TASK OBJECTIVE
Find how many lines of the records below contain the word "Pending" and write that number by itself.

RECORDED DATA
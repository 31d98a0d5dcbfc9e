//! Progress-callback trait for page, file and batch events.
//!
//! Inject an [`Arc<dyn IntakeProgressCallback>`] via
//! [`crate::config::ExtractionConfigBuilder::progress_callback`] to receive
//! events as the pipeline works through a batch.
//!
//! Callers can forward events to a terminal progress bar, a channel feeding a
//! web UI, or a log. The library does not need to know which. All methods
//! have no-op defaults so implementors override only what they display.
//!
//! # Example
//!
//! ```rust
//! use child_intake::{IntakeProgressCallback, ExtractionConfig};
//! use std::sync::{Arc, atomic::{AtomicUsize, Ordering}};
//!
//! struct PageCounter(AtomicUsize);
//!
//! impl IntakeProgressCallback for PageCounter {
//!     fn on_page(&self, percent: u8, page_num: usize, total_pages: usize) {
//!         self.0.fetch_add(1, Ordering::SeqCst);
//!         eprintln!("page {page_num}/{total_pages} ({percent}%)");
//!     }
//! }
//!
//! let config = ExtractionConfig::builder()
//!     .progress_callback(Arc::new(PageCounter(AtomicUsize::new(0))))
//!     .build()
//!     .unwrap();
//! ```

use crate::outcome::{BatchSummary, OutcomeEntry};
use std::sync::Arc;

/// Called by the document processor and batch controller as work proceeds.
///
/// Events are delivered from whichever task drives the batch, one at a time;
/// implementations still need to be `Send + Sync` because the callback is
/// shared with blocking tasks and the control side.
pub trait IntakeProgressCallback: Send + Sync {
    /// Called once before the first file is opened.
    fn on_batch_start(&self, total_files: usize) {
        let _ = total_files;
    }

    /// Called before a file is opened.
    ///
    /// # Arguments
    /// * `file_num`    — 1-indexed position in the batch
    /// * `total_files` — batch size
    /// * `file_name`   — display name of the file
    fn on_file_start(&self, file_num: usize, total_files: usize, file_name: &str) {
        let _ = (file_num, total_files, file_name);
    }

    /// Called after each page has been extracted.
    ///
    /// # Arguments
    /// * `percent`     — progress within the current file, 0–100
    /// * `page_num`    — 1-indexed page number
    /// * `total_pages` — pages in the current file
    fn on_page(&self, percent: u8, page_num: usize, total_pages: usize) {
        let _ = (percent, page_num, total_pages);
    }

    /// Whole-batch progress, 0.0–100.0. Never decreases within a run.
    fn on_batch_progress(&self, percent: f32) {
        let _ = percent;
    }

    /// A new skip/error entry was appended to the batch outcome.
    fn on_entry(&self, entry: &OutcomeEntry) {
        let _ = entry;
    }

    /// Called after the last record of a file has been handled.
    fn on_file_complete(&self, file_num: usize, total_files: usize, records: usize) {
        let _ = (file_num, total_files, records);
    }

    /// Called once when the batch ends, whether it completed or was stopped.
    fn on_batch_complete(&self, summary: &BatchSummary) {
        let _ = summary;
    }
}

/// A no-op implementation for callers that don't need progress events.
pub struct NoopProgressCallback;

impl IntakeProgressCallback for NoopProgressCallback {}

/// Convenience alias matching the type stored in [`crate::config::ExtractionConfig`].
pub type ProgressCallback = Arc<dyn IntakeProgressCallback>;

#[cfg(test)]
mod tests {
    use super::*;
    use std::sync::atomic::{AtomicUsize, Ordering};
    use std::sync::Mutex;

    #[derive(Default)]
    struct TrackingCallback {
        pages: AtomicUsize,
        entries: AtomicUsize,
        last_percent: Mutex<f32>,
    }

    impl IntakeProgressCallback for TrackingCallback {
        fn on_page(&self, _percent: u8, _page_num: usize, _total_pages: usize) {
            self.pages.fetch_add(1, Ordering::SeqCst);
        }

        fn on_batch_progress(&self, percent: f32) {
            *self.last_percent.lock().unwrap() = percent;
        }

        fn on_entry(&self, _entry: &OutcomeEntry) {
            self.entries.fetch_add(1, Ordering::SeqCst);
        }
    }

    #[test]
    fn noop_callback_does_not_panic() {
        let cb = NoopProgressCallback;
        cb.on_batch_start(2);
        cb.on_file_start(1, 2, "a.pdf");
        cb.on_page(50, 1, 2);
        cb.on_batch_progress(25.0);
        cb.on_entry(&OutcomeEntry::new("a.pdf", "duplicate", Some("Ravi")));
        cb.on_file_complete(1, 2, 2);
        cb.on_batch_complete(&BatchSummary::default());
    }

    #[test]
    fn tracking_callback_receives_events() {
        let tracker = TrackingCallback::default();
        tracker.on_page(50, 1, 2);
        tracker.on_page(100, 2, 2);
        tracker.on_batch_progress(100.0);
        tracker.on_entry(&OutcomeEntry::new("b.pdf", "backend down", None));

        assert_eq!(tracker.pages.load(Ordering::SeqCst), 2);
        assert_eq!(tracker.entries.load(Ordering::SeqCst), 1);
        assert_eq!(*tracker.last_percent.lock().unwrap(), 100.0);
    }

    #[test]
    fn arc_dyn_callback_works() {
        let cb: ProgressCallback = Arc::new(NoopProgressCallback);
        cb.on_batch_start(1);
        cb.on_page(100, 1, 1);
    }
}
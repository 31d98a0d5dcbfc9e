//! Per-document extraction: one record per page, produced lazily.
//!
//! ## Why lazy?
//!
//! The batch controller has to check for stop before every save. Producing
//! records one at a time (instead of extracting a whole document up front)
//! means a stop never pays for pages nobody will save, and a pause takes
//! effect between pages rather than after the whole file.
//!
//! [`DocumentRun`] is a small state machine:
//!
//! ```text
//! Pending ─▶ Acquiring(0) ─▶ Extracting(0) ─▶ Acquiring(1) ─▶ … ─▶ Complete
//!    │            ▲
//!    └────────────┴──── stop at a checkpoint ──────────────────────▶ Stopped
//! ```
//!
//! Each page is preceded by a control checkpoint. Pages that cannot be read
//! still yield a record (every field empty), so record *i* always belongs to
//! page *i + 1*.

use crate::config::ExtractionConfig;
use crate::control::{Checkpoint, ControlToken};
use crate::error::IntakeError;
use crate::pipeline::acquire::acquire_page_text;
use crate::pipeline::fields::FieldExtractor;
use crate::pipeline::input;
use crate::pipeline::ocr::OcrEngine;
use crate::pipeline::source::{DocumentLoader, PageSource, PdfiumLoader};
use crate::record::ChildRecord;
use futures::stream;
use serde::Serialize;
use std::path::Path;
use std::pin::Pin;
use std::sync::Arc;
use tokio_stream::Stream;
use tracing::{debug, info};

/// A boxed stream of extracted records, in page order.
pub type RecordStream = Pin<Box<dyn Stream<Item = ChildRecord> + Send>>;

/// Where a [`DocumentRun`] is in its lifecycle.
#[derive(Debug, Clone, Copy, PartialEq, Eq)]
pub enum RunPhase {
    Pending,
    /// Reading or recognising the text of page `i` (0-based).
    Acquiring(usize),
    /// Page `i` has been handed to the field extractor.
    Extracting(usize),
    Complete,
    Stopped,
}

/// Everything a finished run produced.
#[derive(Debug, Clone, Default, Serialize)]
#[serde(rename_all = "camelCase")]
pub struct DocumentOutput {
    pub records: Vec<ChildRecord>,
    pub stopped: bool,
}

/// One-shot extraction over the pages of a single document.
pub struct DocumentRun {
    source: Arc<dyn PageSource>,
    engine: OcrEngine,
    extractor: Arc<FieldExtractor>,
    config: ExtractionConfig,
    token: ControlToken,
    phase: RunPhase,
}

impl DocumentRun {
    pub fn new(
        source: Arc<dyn PageSource>,
        engine: OcrEngine,
        extractor: Arc<FieldExtractor>,
        config: ExtractionConfig,
        token: ControlToken,
    ) -> Self {
        Self {
            source,
            engine,
            extractor,
            config,
            token,
            phase: RunPhase::Pending,
        }
    }

    pub fn phase(&self) -> RunPhase {
        self.phase
    }

    /// True once the run ended because of a stop request.
    pub fn was_stopped(&self) -> bool {
        self.phase == RunPhase::Stopped
    }

    pub fn page_count(&self) -> usize {
        self.source.page_count()
    }

    /// Produce the record for the next page, or `None` when the document is
    /// exhausted or a stop was requested.
    pub async fn next_record(&mut self) -> Option<ChildRecord> {
        let index = match self.phase {
            RunPhase::Pending => 0,
            // A dropped future mid-acquire retries the same page.
            RunPhase::Acquiring(i) => i,
            RunPhase::Extracting(i) => i + 1,
            RunPhase::Complete | RunPhase::Stopped => return None,
        };

        let total = self.source.page_count();
        if index >= total {
            self.phase = RunPhase::Complete;
            debug!("{}: all {} pages extracted", self.source.name(), total);
            return None;
        }

        if self.token.checkpoint().await == Checkpoint::Stop {
            info!("{}: stopped before page {}", self.source.name(), index + 1);
            self.phase = RunPhase::Stopped;
            return None;
        }

        self.phase = RunPhase::Acquiring(index);
        let page = acquire_page_text(&self.source, index, &self.engine, &self.config).await;

        self.phase = RunPhase::Extracting(index);
        let mut record = self.extractor.extract_page(&page.text, page.source);
        record.pdf_name = self.source.name().to_string();

        let page_num = index + 1;
        let percent = (page_num * 100 / total) as u8;
        if let Some(ref cb) = self.config.progress_callback {
            cb.on_page(percent, page_num, total);
        }
        debug!(
            "{}: page {}/{} → {} missing fields",
            self.source.name(),
            page_num,
            total,
            record.missing_fields().len()
        );

        Some(record)
    }

    /// Drain the run into memory.
    pub async fn collect(mut self) -> DocumentOutput {
        let mut records = Vec::with_capacity(self.page_count());
        while let Some(record) = self.next_record().await {
            records.push(record);
        }
        DocumentOutput {
            records,
            stopped: self.was_stopped(),
        }
    }

    /// Turn the run into a `Stream` of records.
    pub fn into_stream(self) -> RecordStream {
        Box::pin(stream::unfold(self, |mut run| async move {
            run.next_record().await.map(|record| (record, run))
        }))
    }
}

/// Open a document on the blocking pool.
pub(crate) async fn open_document(
    loader: &Arc<dyn DocumentLoader>,
    path: &Path,
) -> Result<Arc<dyn PageSource>, IntakeError> {
    let loader = Arc::clone(loader);
    let path = path.to_path_buf();
    tokio::task::spawn_blocking(move || loader.open(&path))
        .await
        .map_err(|e| IntakeError::Internal(format!("Open task panicked: {}", e)))?
}

/// Extract every page of one PDF without persisting anything.
///
/// # Example
/// ```rust,no_run
/// use child_intake::{extract_records, ExtractionConfig, OcrEngine};
///
/// # #[tokio::main]
/// # async fn main() -> Result<(), Box<dyn std::error::Error>> {
/// let config = ExtractionConfig::default();
/// let engine = OcrEngine::from_settings(config.ocr.clone());
/// let output = extract_records("form.pdf", &engine, &config).await?;
/// for record in &output.records {
///     println!("{} ({})", record.name, record.child_number);
/// }
/// # Ok(())
/// # }
/// ```
pub async fn extract_records(
    path: impl AsRef<Path>,
    engine: &OcrEngine,
    config: &ExtractionConfig,
) -> Result<DocumentOutput, IntakeError> {
    let resolved = input::resolve_local(path.as_ref())?;
    info!("Extracting records: {}", resolved.path().display());
    run_single(resolved.path(), engine, config).await
}

/// Extract every page of an in-memory PDF (e.g. an upload).
///
/// The bytes are written to a temporary file that is removed before this
/// function returns. Records carry `file_name` as their `pdf_name`.
pub async fn extract_records_from_bytes(
    bytes: &[u8],
    file_name: &str,
    engine: &OcrEngine,
    config: &ExtractionConfig,
) -> Result<DocumentOutput, IntakeError> {
    let resolved = input::spill_bytes(bytes, file_name).await?;
    info!("Extracting records from upload: {}", file_name);
    run_single(resolved.path(), engine, config).await
}

async fn run_single(
    path: &Path,
    engine: &OcrEngine,
    config: &ExtractionConfig,
) -> Result<DocumentOutput, IntakeError> {
    let loader: Arc<dyn DocumentLoader> = Arc::new(PdfiumLoader::new(config.password.clone()));
    let source = open_document(&loader, path).await?;
    let extractor = Arc::new(FieldExtractor::new(&config.known_centres));
    let run = DocumentRun::new(
        source,
        engine.clone(),
        extractor,
        config.clone(),
        ControlToken::new(),
    );
    Ok(run.collect().await)
}

#[cfg(test)]
mod tests {
    use super::*;
    use crate::error::PageError;
    use crate::record::TextSource;
    use futures::StreamExt;
    use image::DynamicImage;

    struct TextPages {
        pages: Vec<&'static str>,
    }

    impl PageSource for TextPages {
        fn name(&self) -> &str {
            "intake.pdf"
        }
        fn page_count(&self) -> usize {
            self.pages.len()
        }
        fn text_layer(&self, index: usize) -> Result<String, PageError> {
            Ok(self.pages[index].to_string())
        }
        fn render(&self, index: usize, _: f32, _: u32) -> Result<DynamicImage, PageError> {
            Err(PageError::RenderFailed {
                page: index + 1,
                detail: "no bitmap".into(),
            })
        }
    }

    const PAGE_1: &str = "Child Name: Ravi Kumar\nChild Number: 101\nGender: M\nDOB: 01/02/2015";
    const PAGE_2: &str = "Child Name: Sita Devi\nChild Number: 102\nGender: F\nDOB: 03/04/2016";

    fn run_over(pages: Vec<&'static str>, token: ControlToken) -> DocumentRun {
        DocumentRun::new(
            Arc::new(TextPages { pages }),
            OcrEngine::unavailable(Default::default()),
            Arc::new(FieldExtractor::default()),
            ExtractionConfig::default(),
            token,
        )
    }

    #[tokio::test]
    async fn one_record_per_page_in_order() {
        let out = run_over(vec![PAGE_1, PAGE_2], ControlToken::new()).collect().await;
        assert!(!out.stopped);
        assert_eq!(out.records.len(), 2);
        assert_eq!(out.records[0].name, "Ravi Kumar");
        assert_eq!(out.records[1].child_number, "102");
        assert!(out.records.iter().all(|r| r.pdf_name == "intake.pdf"));
        assert!(out.records.iter().all(|r| r.text_source == TextSource::TextLayer));
    }

    #[tokio::test]
    async fn unreadable_page_still_yields_blank_record() {
        let out = run_over(vec!["scan", PAGE_2], ControlToken::new()).collect().await;
        assert_eq!(out.records.len(), 2);
        assert!(out.records[0].is_blank());
        assert_eq!(out.records[0].text_source, TextSource::Unavailable);
    }

    #[tokio::test]
    async fn stop_ends_run_before_next_page() {
        let token = ControlToken::new();
        token.begin();
        let mut run = run_over(vec![PAGE_1, PAGE_2], token.clone());

        assert!(run.next_record().await.is_some());
        token.stop();
        assert!(run.next_record().await.is_none());
        assert!(run.was_stopped());
        assert!(run.next_record().await.is_none(), "a run is one-shot");
    }

    #[tokio::test]
    async fn stream_yields_same_records() {
        let records: Vec<_> = run_over(vec![PAGE_1, PAGE_2], ControlToken::new())
            .into_stream()
            .collect()
            .await;
        assert_eq!(records.len(), 2);
        assert_eq!(records[1].name, "Sita Devi");
    }

    #[tokio::test]
    async fn empty_document_completes_immediately() {
        let mut run = run_over(vec![], ControlToken::new());
        assert!(run.next_record().await.is_none());
        assert_eq!(run.phase(), RunPhase::Complete);
    }
}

WRITTEN REPLY
4